The simulation duration is controlled by config.txt in the project root directory.
turns: 100
Supports values from 1 to 8192 turns (1 turn = 1 player acting).
-
Open your IDE (Eclipse / IntelliJ / VS Code).
-
Navigate to the
Catan-Codefolder. -
Locate and run the Demonstrator:
src/CatanSimulatorDomainModel/Catan-Code/src-gen/classes/Demonstrator.java- Eclipse: Right-click > Run As > Java Application
- IntelliJ: Click the green Run icon next to
main
-
When it is your turn, enter one of the supported commands at the console prompt.
Ensure Python is installed, then follow the instructions in the visualizer README (from src):
cd 2aa4-2026-base/assignments/visualize
python light_visualizer.py base_map.json state.jsonFor live mode, refer to the --watch flag documented in the visualizer repo.
- Human Player abstraction: A
HumanPlayerclass extends the existingAgenthierarchy, keeping the turn-loop logic unchanged. - Command Parser: A dedicated parser class uses regular expressions to tokenize and validate human input, decoupled from game logic.
- Game State Serializer: A new component serializes the board and player state to JSON after every turn, satisfying the visualizer's expected format.
- Robber component: Encapsulated as its own class, triggered by the dice roll event and operating on the existing tile/vertex model.
- Automaton-based turn model: Each agent's action space within a turn is modelled as a finite automaton, clearly defining which actions are valid in which states (e.g., must Roll before Build, Go ends the turn).
- Single Responsibility: Parser, serializer, and game logic are separated into distinct classes.
- Open/Closed: New player types (human vs. agent) are added by extension, not modification.
- Liskov Substitution:
HumanPlayeris a drop-in replacement for anyAgentin the turn loop. - Dependency Inversion: High-level game flow depends on the
Agentabstraction, not concrete player types.
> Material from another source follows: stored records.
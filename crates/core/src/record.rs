//! Records: an id plus named scalar fields, and JSON loading with id checks.

#![forbid(unsafe_code)]

use rustc_hash::{FxHashMap, FxHashSet};
use serde::{Deserialize, Serialize};

use crate::{TableError, TableResult, Value};

/// Caller-supplied unique record key.
#[derive(Debug, Clone, Copy, PartialEq, Eq, PartialOrd, Ord, Hash, Serialize, Deserialize)]
#[serde(transparent)]
pub struct RecordId(pub u64);

static NULL: Value = Value::Null;

/// One immutable input row: an id plus named scalar fields.
#[derive(Debug, Clone, PartialEq, Serialize)]
pub struct Record {
    id: RecordId,
    fields: FxHashMap<String, Value>,
}

impl Record {
    pub fn new(id: u64) -> Self {
        Self { id: RecordId(id), fields: FxHashMap::default() }
    }

    /// Builder-style field insert, mostly for tests and embedded data.
    pub fn with(mut self, key: impl Into<String>, value: impl Into<Value>) -> Self {
        self.fields.insert(key.into(), value.into());
        self
    }

    pub fn id(&self) -> RecordId { self.id }

    /// Field lookup; a missing field resolves to `Value::Null`.
    pub fn get(&self, key: &str) -> &Value {
        self.fields.get(key).unwrap_or(&NULL)
    }

    pub fn contains(&self, key: &str) -> bool { self.fields.contains_key(key) }

    /// Build a record from a JSON object. `position` is only used for error reporting.
    pub fn from_json(obj: &serde_json::Value, id_field: &str, position: usize) -> TableResult<Self> {
        let missing = || TableError::MissingRecordId { position, id_field: id_field.to_string() };
        let map = obj.as_object().ok_or_else(missing)?;
        let id = map.get(id_field).and_then(|v| v.as_u64()).ok_or_else(missing)?;
        let mut fields = FxHashMap::default();
        fields.reserve(map.len());
        for (k, v) in map.iter() {
            let value = Value::from_json(v).ok_or_else(|| TableError::NonScalarField { id, field: k.clone() })?;
            fields.insert(k.clone(), value);
        }
        Ok(Self { id: RecordId(id), fields })
    }
}

/// Parse a JSON array of objects into records, rejecting duplicate ids.
pub fn records_from_json(text: &str, id_field: &str) -> TableResult<Vec<Record>> {
    let raw: serde_json::Value = serde_json::from_str(text).map_err(|e| TableError::InvalidRecords(e.to_string()))?;
    let items = raw
        .as_array()
        .ok_or_else(|| TableError::InvalidRecords("expected a JSON array of objects".to_string()))?;
    let mut seen: FxHashSet<RecordId> = FxHashSet::default();
    let mut out = Vec::with_capacity(items.len());
    for (i, item) in items.iter().enumerate() {
        let rec = Record::from_json(item, id_field, i)?;
        if !seen.insert(rec.id()) { return Err(TableError::DuplicateRecordId(rec.id().0)); }
        out.push(rec);
    }
    Ok(out)
}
- 10–20 unit tests are implemented before any new code was written, covering core game logic from A1.
- Tests use partition testing and boundary testing where applicable and are organized into test suites.
- 5–10 additional tests validate the correctness of the regular-expression-based command parser, covering valid inputs, invalid inputs, edge cases, and boundary conditions.
[TurnID] / [PlayerID]: [Action]
Example:
12 / Player2: Built settlement at node 34
13 / Human: Rolled 7 - Robber placed on tile 5